En 1931, Hoover a un autre dessein pour l'Allemagne. Le président des États-Unis d'Amérique propose un moratoire sur le règlement des dommages de guerre qui aboutit à ce que, hormis la dette privée américaine, l'Allemagne soit exonérée du paiement des réparations dont elle n'aura finalement acquitté que 13%. La BRI va alors changer de fonction ; l’argent circulera dans l’autre sens, à savoir qu’il va partir des États-Unis surtout, et de la Grande-Bretagne, pour financer l'industrie allemande. Les investisseurs américains et britanniques vont entrer intégralement ou partiellement, dans le capital de la majorité des sociétés allemandes ayant une importance stratégique ; construction automobile, aviation, ingénierie électrique, radio, construction mécanique. Les secteurs du raffinage du pétrole et de la liquéfaction du charbon passent dans les mains de Standard Oil (Rockefeller). Le géant de l’industrie chimique Farbenindustrie AG est sous le contrôle du groupe de John Pierpont Morgan.

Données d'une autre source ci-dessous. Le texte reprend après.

//! Dashboard profiles: everything that differed between the near-duplicate dashboards.
//!
//! A profile fixes the default symbol, the period slider's bounds and
//! default, the provider, whether trendlines are detected (and which of
//! their options a user may change), and whether benchmark statistics are
//! offered.
//!
//! Entrypoints:
//! - Built-in presets: [`DashboardProfile::preset`]
//! - Parse + validate from a TOML string: [`DashboardProfile::from_toml_str`]
//! - Parse + validate from a file path: [`load_profile_path`]

use std::path::Path;

use price_history::{models::window::LookbackBounds, providers::ProviderId};
use serde::{Deserialize, Serialize};
use thiserror::Error;

use crate::options::{MINIMUM_POINTS_FLOOR, OptionKey, TrendlineOptions};

pub const DEFAULT_BENCHMARK: &str = "SPY";

#[derive(Debug, Error)]
pub enum ProfileError {
    #[error("failed to read profile file {path}: {source}")]
    Read {
        path: String,
        #[source]
        source: std::io::Error,
    },

    #[error("failed to parse profile TOML: {0}")]
    Parse(#[from] toml::de::Error),

    #[error("unknown profile preset '{0}', expected one of: price, trendlines, stats")]
    UnknownPreset(String),

    #[error("invalid profile '{name}': {reason}")]
    Invalid { name: String, reason: String },
}

/// The lookback slider: inclusive bounds plus the starting value.
#[derive(Debug, Clone, Copy, PartialEq, Eq, Serialize, Deserialize)]
#[serde(deny_unknown_fields)]
pub struct PeriodSettings {
    pub min: u32,
    pub max: u32,
    pub default: u32,
}

impl PeriodSettings {
    pub fn bounds(&self) -> LookbackBounds {
        LookbackBounds::new(self.min, self.max)
    }
}

#[derive(Debug, Clone, PartialEq, Eq, Serialize, Deserialize)]
#[serde(default, deny_unknown_fields)]
pub struct TrendlineSettings {
    pub enabled: bool,
    pub defaults: TrendlineOptions,
    /// Options a user may change; everything else stays at `defaults`.
    pub adjustable: Vec<OptionKey>,
}

impl Default for TrendlineSettings {
    fn default() -> Self {
        Self {
            enabled: false,
            defaults: TrendlineOptions::default(),
            adjustable: Vec::new(),
        }
    }
}

#[derive(Debug, Clone, PartialEq, Eq, Serialize, Deserialize)]
#[serde(default, deny_unknown_fields)]
pub struct StatisticsSettings {
    /// Whether the "view statistics" toggle is offered at all.
    pub available: bool,
    pub benchmark: String,
}

impl Default for StatisticsSettings {
    fn default() -> Self {
        Self {
            available: false,
            benchmark: DEFAULT_BENCHMARK.to_string(),
        }
    }
}

#[derive(Debug, Clone, PartialEq, Eq, Serialize, Deserialize)]
#[serde(deny_unknown_fields)]
pub struct DashboardProfile {
    pub name: String,
    pub default_symbol: String,
    pub period: PeriodSettings,
    #[serde(default)]
    pub provider: ProviderId,
    #[serde(default)]
    pub trendlines: TrendlineSettings,
    #[serde(default)]
    pub statistics: StatisticsSettings,
}

impl Default for DashboardProfile {
    fn default() -> Self {
        Self::price()
    }
}

impl DashboardProfile {
    /// Plain price chart with a data dump, no trendlines or statistics.
    pub fn price() -> Self {
        Self {
            name: "price".into(),
            default_symbol: "SPY".into(),
            period: PeriodSettings {
                min: 10,
                max: 900,
                default: 365,
            },
            provider: ProviderId::Yahoo,
            trendlines: TrendlineSettings::default(),
            statistics: StatisticsSettings::default(),
        }
    }

    /// Trendline chart with the pivot checkboxes exposed.
    pub fn trendlines() -> Self {
        Self {
            name: "trendlines".into(),
            default_symbol: "MSFT".into(),
            period: PeriodSettings {
                min: 10,
                max: 900,
                default: 252,
            },
            provider: ProviderId::Yahoo,
            trendlines: TrendlineSettings {
                enabled: true,
                defaults: TrendlineOptions::default(),
                adjustable: vec![
                    OptionKey::FirstPointMustBePivot,
                    OptionKey::LastPointMustBePivot,
                    OptionKey::AllPointsMustBePivots,
                    OptionKey::MustIncludeGlobalExtremum,
                ],
            },
            statistics: StatisticsSettings::default(),
        }
    }

    /// Trendlines plus the benchmark statistics toggle.
    pub fn stats() -> Self {
        Self {
            name: "stats".into(),
            default_symbol: "QQQ".into(),
            period: PeriodSettings {
                min: 10,
                max: 730,
                default: 252,
            },
            statistics: StatisticsSettings {
                available: true,
                benchmark: DEFAULT_BENCHMARK.into(),
            },
            ..Self::trendlines()
        }
    }

    pub fn preset(name: &str) -> Result<Self, ProfileError> {
        match name.trim().to_lowercase().as_str() {
            "price" => Ok(Self::price()),
            "trendlines" => Ok(Self::trendlines()),
            "stats" => Ok(Self::stats()),
            other => Err(ProfileError::UnknownPreset(other.to_string())),
        }
    }

    pub fn is_adjustable(&self, key: OptionKey) -> bool {
        self.trendlines.adjustable.contains(&key)
    }

    /// Parse a profile from TOML, then normalize and validate it.
    pub fn from_toml_str(toml_str: &str) -> Result<Self, ProfileError> {
        let mut profile: DashboardProfile = toml::from_str(toml_str)?;
        profile.normalize();
        profile.validate()?;
        Ok(profile)
    }

    pub fn to_toml_string(&self) -> Result<String, toml::ser::Error> {
        toml::to_string_pretty(self)
    }

    /// Trims names, uppercases symbols and drops repeated adjustable keys.
    fn normalize(&mut self) {
        self.name = self.name.trim().to_string();
        self.default_symbol = self.default_symbol.trim().to_uppercase();
        self.statistics.benchmark = self.statistics.benchmark.trim().to_uppercase();

        let mut seen = Vec::with_capacity(self.trendlines.adjustable.len());
        self.trendlines.adjustable.retain(|k| {
            if seen.contains(k) {
                false
            } else {
                seen.push(*k);
                true
            }
        });
    }

    pub fn validate(&self) -> Result<(), ProfileError> {
        let invalid = |reason: String| ProfileError::Invalid {
            name: self.name.clone(),
            reason,
        };

        if self.name.is_empty() {
            return Err(invalid("name cannot be empty".into()));
        }
        if self.default_symbol.is_empty() {
            return Err(invalid("default_symbol cannot be empty".into()));
        }
        let p = self.period;
        if p.min == 0 {
            return Err(invalid("period.min must be at least 1".into()));
        }
        if !(p.min <= p.default && p.default <= p.max) {
            return Err(invalid(format!(
                "period.default {} must lie within {}..={}",
                p.default, p.min, p.max
            )));
        }
        if self.trendlines.defaults.minimum_points < MINIMUM_POINTS_FLOOR {
            return Err(invalid(format!(
                "trendlines.defaults.minimum_points must be at least {MINIMUM_POINTS_FLOOR}"
            )));
        }
        if self.statistics.available && self.statistics.benchmark.is_empty() {
            return Err(invalid("statistics.benchmark cannot be empty".into()));
        }
        Ok(())
    }
}

/// Read a profile TOML file from disk, parse, and validate it.
pub fn load_profile_path(path: impl AsRef<Path>) -> Result<DashboardProfile, ProfileError> {
    let path = path.as_ref();
    let text = std::fs::read_to_string(path).map_err(|source| ProfileError::Read {
        path: path.display().to_string(),
        source,
    })?;
    DashboardProfile::from_toml_str(&text)
}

Lorsqu’en 1933, Hitler arrive au pouvoir, l’économie, assainie par l’effacement de la dette, est dopée par les investissements de capitaux étrangers. Il dévoile son projet de Nouvelle Europe calquée sur la Paneuropa et envoie dans les camps de concentration des milliers d'opposants politiques ; communistes surtout mais aussi socialistes, démocrates chrétiens, juifs, asociaux, droits communs, malades mentaux... Les féodalités financières cartelisées sont devenues ses plus puissants soutiens, à moins qu'il ne soit lui-même devenu leur plus puissant instrument !
En France, le groupe dirigeant du grand capital, dit des Deux Cents Familles (les 200 plus gros actionnaires de la banque de France) constitué dès 1922, en « Mouvement Synarchique d'Empire » ayant pour but de remplacer la République par un régime dictatorial, observait la situation allemande avec convoitise.
https://books.google.fr/books?id=ns7qAgAAQBAJ&pg=PP32&lpg=PP32&dq=mouvement+synarchique+d'empire+annie+lacroix+riz&source=bl&ots=eaV8VhDcb6&sig=OIhoKcycArpN67nvw5HH9sBLGiE&hl=fr&sa=X&ved=0ahUKEwji0dSF867TAhWBmywKHbKODwsQ6AEIUDAG#v=onepage&q=mouvement%20synarchique%20d'empire%20annie%20lacroix%20riz&f=false
Les konzerne impliquent toutes les grandes sociétés allemandes puis anglaises, françaises, américaines… c'est le plan Schacht (du nom de celui qui fut directeur de la Reichsbank, ministre de l’économie d’Hitler...) que l'oligarchie mondiale accueille avec empressement ; « Louis Renault avait prôné à Hitler dans un long entretien de février 1935 à la chancellerie du Reich la création d’un comité européen de l’automobile, ce cartel surtout franco-allemand, sera fondé entre novembre 1940 et mars 1941 par son neveu et ancien directeur général des usines Renault, François Lehideux », détaille la chercheuse Annie Lacroix-Riz (Industriels et banquiers sous l'occupation).
En juillet 1935, lors d’un banquet aux usines Renault, en l’honneur d’une délégation du patronat de l’Italie fasciste de Mussolini, Louis Renault déclare : «Votre pays et son admirable chef viennent de donner au monde un bel exemple d’ordre et de discipline». En 1938, le cartel de l'acier qui a ses bureaux au Luxembourg est devenu le gendarme mondial du commerce de l'acier qu'il contrôle à 90 % (Thyssen et Krupp en Allemagne, De Wendel et Schneider en France, Cockeril en Belgique, Armstrong en Angleterre). En 1939, plus de 2000 sociétés ont passé des accords les liant à un cartel. Les millions de dollars d'investisseurs privés, industriels et financiers, qui alimentent l'économie teutonne, transitent par la Banque des Règlements Internationaux, la BRI.